Sous le débordement de l’invention romantique, les principales directions du genre vont subsister : le roman individualiste va se charger de lyrisme ; le roman analytique et objectif se maintiendra cependant, et le roman de mœurs se réveillera. Mais à la première heure, une nouvelle forme du roman s’épanouira, qui semblera devoir éclipser ou étouffer toutes les autres : c’est le roman historique.

1. Roman historique : V. Hugo.

Le roman historique n’avait jamais été tenté chez nous : je ne puis appeler de ce nom les contrefaçons de l’histoire, les simples falsifications de faits que l’on avait parfois essayées815. Avec les romantiques, l’intérêt passe des faits aux mœurs, à la couleur : de récit apocryphe le roman historique devient ou prétend devenir peinture exacte, évocation : c’est l’éveil du sens historique.

Les restitutions de mœurs lointaines et de civilisations disparues faisaient souvent éclater l’étroitesse de la forme dramatique : nos romantiques se trouvèrent plus à l’aise dans la forme indéterminée du roman, qui se resserrait ou s’étendait selon la matière ou la fantaisie. Ils furent d’autant plus ardents à se porter vers ce genre que W. Scott venait de lui donner en Angleterre un incomparable éclat.

Les romans historiques pullulèrent, plus fantastiques souvent qu’historiques, et mêlant les plus excentriques aventures au plus criard bariolage de couleur locale : ce ne sont souvent que de noirs ou extravagants mélodrames, mis en forme narrative. Ilan d’Islande (1823) est le modèle du genre, où l’on peut classer aussi quelques-unes des œuvres de jeunesse de Balzac.

Mais entre les mains de quelques grands artistes, le genre s’éleva et des œuvres puissantes naquirent. Cinq-Murs (1826) a bien vieilli, et poussé au mélodrame : les caractères historiques, dont les originaux sont trop voisins et trop connus, sont d’une fausseté choquante ; les intentions sentimentales et philosophiques jurent avec la date et le costume du sujet ; les inventions pathétiques sont outrées et grimaçantes ; le style est trop appliqué et ronflant, de qualité médiocre au fond sous l’éclat travaillé des images. C’est l’œuvre la plus manquée d’Alfred de Vigny.

La Chronique de Charles IX (1829), d’une facture sobre et serrée, a gardé une couleur plus fraîche : c’est d’un homme qui a le sens de l’archéologie, qui sait la valeur et l’emploi du petit fait unique, documentaire, apte à représenter toute une série. Mais nous retrouverons ailleurs Mérimée.

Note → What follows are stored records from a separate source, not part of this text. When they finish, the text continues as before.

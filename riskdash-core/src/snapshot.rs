//! The assembled dashboard view

use chrono::{DateTime, Utc};
use serde::{Deserialize, Serialize};
use std::collections::BTreeMap;

use crate::{Alert, BreakdownEntry, HealthRecord, MetricsRecord, PortfolioAnalysis, SeriesPoint};

/// Series name under which VaR history is stored
pub const VAR_SERIES: &str = "var";

/// One consistent view of all dashboard data at a point in time
#[derive(Debug, Clone, PartialEq, Serialize, Deserialize)]
#[serde(rename_all = "camelCase")]
pub struct Snapshot {
    pub portfolio_id: String,
    pub metrics: MetricsRecord,
    pub series_by_name: BTreeMap<String, Vec<SeriesPoint>>,
    /// Most recent first, bounded by the session's alert cap
    pub alerts: Vec<Alert>,
    pub breakdown: Vec<BreakdownEntry>,
    pub analysis: PortfolioAnalysis,
    pub health: HealthRecord,
    pub fetched_at: DateTime<Utc>,
}

impl Snapshot {
    pub fn var_series(&self) -> &[SeriesPoint] {
        self.series_by_name
            .get(VAR_SERIES)
            .map(Vec::as_slice)
            .unwrap_or(&[])
    }
}
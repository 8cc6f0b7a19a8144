//! Risk Dashboard Monitor
//!
//! Runs a dashboard session against the simulated backend and logs every
//! snapshot change until interrupted.

use std::sync::Arc;
use std::time::Duration;

use riskdash_core::DashboardError;
use riskdash_services::{
    DashboardConfig, DashboardSession, EventBus, ExpiringCache, RandomizedStrategy,
    SessionUpdate, SharedClock, SimulatedBackend, SourceGateway, SystemClock,
};
use tokio::sync::broadcast::error::RecvError;
use tracing::{debug, error, info, warn};
use tracing_subscriber::{fmt, prelude::*, EnvFilter};

/// Attempts at the initial load before giving up
const MAX_START_ATTEMPTS: u32 = 5;

#[tokio::main]
async fn main() -> anyhow::Result<()> {
    // Load environment variables from .env.local file
    if let Err(e) = dotenvy::from_filename(".env.local") {
        // Not an error if the file doesn't exist
        if !matches!(e, dotenvy::Error::Io(_)) {
            eprintln!("Warning: Failed to load .env.local: {}", e);
        }
    }

    tracing_subscriber::registry()
        .with(fmt::layer())
        .with(
            EnvFilter::try_from_default_env()
                .unwrap_or_else(|_| EnvFilter::new("info,riskdash_services=debug")),
        )
        .init();

    let config = DashboardConfig::from_env()?;
    info!(
        "Starting risk dashboard monitor for portfolio {}",
        config.portfolio_id
    );

    let clock: SharedClock = Arc::new(SystemClock);
    let strategy = Arc::new(
        RandomizedStrategy::new(config.connected_probability)
            .with_failure_rate(config.simulated_failure_rate),
    );
    let backend = Arc::new(SimulatedBackend::new(strategy, clock.clone()));
    let gateway = Arc::new(SourceGateway::from_backend(
        backend,
        ExpiringCache::new(clock.clone()),
        config.cache.metrics_ttl(),
    ));
    let bus = Arc::new(EventBus::new());

    let session = Arc::new(DashboardSession::new(config, gateway, bus, clock));

    // Forward session updates to the log
    let mut updates = session.subscribe();
    let log_task = tokio::spawn(async move {
        loop {
            match updates.recv().await {
                Ok(update) => log_update(&update),
                Err(RecvError::Lagged(skipped)) => {
                    warn!("Update log lagged, skipped {} updates", skipped);
                }
                Err(RecvError::Closed) => break,
            }
        }
    });

    start_with_retry(&session).await?;

    if let Some(snapshot) = session.snapshot() {
        info!(
            "Portfolio value {:.2}, VaR95 {:.2}, {} alerts, {} breakdown entries",
            snapshot.metrics.portfolio_value,
            snapshot.metrics.var_95,
            snapshot.alerts.len(),
            snapshot.breakdown.len()
        );
    }

    tokio::signal::ctrl_c().await?;
    info!("Interrupt received, shutting down");

    session.shutdown();
    log_task.abort();

    Ok(())
}

async fn start_with_retry(session: &DashboardSession) -> anyhow::Result<()> {
    match session.start().await {
        Ok(()) => return Ok(()),
        Err(e) => error!("Initial load failed: {}", e),
    }

    for attempt in 2..=MAX_START_ATTEMPTS {
        let backoff = Duration::from_secs(2 * u64::from(attempt - 1));
        warn!("Retrying initial load in {:?} (attempt {})", backoff, attempt);
        tokio::time::sleep(backoff).await;

        match session.retry().await {
            Ok(()) => return Ok(()),
            Err(e @ DashboardError::InvalidState(_)) => return Err(e.into()),
            Err(e) => error!("Initial load failed: {}", e),
        }
    }

    anyhow::bail!(
        "initial load failed after {} attempts",
        MAX_START_ATTEMPTS
    )
}

fn log_update(update: &SessionUpdate) {
    match update {
        SessionUpdate::State(state) => info!("Session state: {}", state),
        SessionUpdate::Connection(connection) => info!("Connection: {}", connection),
        SessionUpdate::AlertAdded(alert) => warn!(
            "Alert [{:?}] {} ({})",
            alert.severity,
            alert.message,
            alert.metric.as_deref().unwrap_or("-")
        ),
        SessionUpdate::HealthReplaced { unreachable } if *unreachable > 0 => {
            warn!("Health check: {} services unreachable", unreachable)
        }
        other => debug!("Update: {:?}", other),
    }
}
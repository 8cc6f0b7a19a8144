//! Service layer for the risk dashboard
//!
//! This crate provides the client-side data layer behind the dashboard:
//! an expiring cache, a topic event bus, the source gateway over the
//! upstream capabilities, a simulated live feed and the dashboard session
//! that aggregates and refreshes everything.

pub mod clock;
pub mod config;
pub mod event_bus;
pub mod expiring_cache;
pub mod gateway;
pub mod live_feed;
pub mod session;

pub use clock::{Clock, ManualClock, SharedClock, SystemClock, TokioClock};
pub use config::{
    CacheConfig, ConfigError, DashboardConfig, EndpointConfig, IntervalConfig, LiveFeedSettings,
    ServiceEndpoint,
};
pub use event_bus::{BusStats, EventBus, PublishReport, SubscriptionHandle, SubscriptionId};
pub use expiring_cache::{CacheStats, ExpiringCache};
pub use gateway::sources::{FunctionInvoker, HealthProber, MetricsSource, QueryEngine};
pub use gateway::{
    metrics_cache_key, Capability, GatewayStats, RandomizedStrategy, ScriptedStrategy,
    SimulatedBackend, SimulationStrategy, SourceGateway,
};
pub use live_feed::{LiveFeedConfig, LiveFeedGenerator, LiveFeedHandle};
pub use session::{DashboardSession, SessionState, SessionUpdate};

L’œuvre maîtresse de la grande époque romantique, en ce genre, c’est Notre-Dame de Paris (1831). Le roman est bourré de digressions, de dissertations, où l’auteur s’étale sur tous les sujets qui l’intéressent autour et à propos de son sujet : cette composition est caractéristique du goût romantique : et par là, comme par tant d’autres aspects de son génie, V. Hugo est le romantisme incarné. L’histoire est mince et quelconque, très factice en même temps dans sa contexture : une bohémienne aime un beau capitaine, est aimée d’un prêtre sombre et d’un grotesque difforme. Ce sont les épisodes et les tableaux qui font l’intérêt du livre : il faut y voir comme une suite d’estampes, où sont rendues, avec de saisissantes oppositions de blanc et de noir, des scènes tour à tour amusantes, fantastiques ou terribles. Les individus sont peu vivants, d’essence banale, tout en surface, et, si l’on peut dire, en silhouette : mais ces silhouettes sont souvent d’une précision pittoresque qui charme. Plus vivantes sont les foules, les foules populaires surtout, le grouillement des gueux et des truands : plus vivante est la ville même, le Paris du xve  siècle, noir, infect, fourmillant, curieusement ressuscité dans sa topographie compliquée et dans sa physionomie bizarre. Mais vivante surtout est la cathédrale dont l’ombre couvre la ville ; Notre-Dame de Paris est le seul individu qui ait vraiment une âme dans le roman ; ce monstre terrible et séduisant, où le poète a saisi un « caractère », est le vrai héros de l’œuvre. En somme, psychologie nulle, drame insignifiant, tableaux curieux, art original et puissant, vision presque hallucinatoire du vieux Paris et de son immense cathédrale, voilà ce que V. Hugo nous présente dans un roman qui peut-être n’est pas une restauration certaine, mais qui du moins est une évocation prestigieuse.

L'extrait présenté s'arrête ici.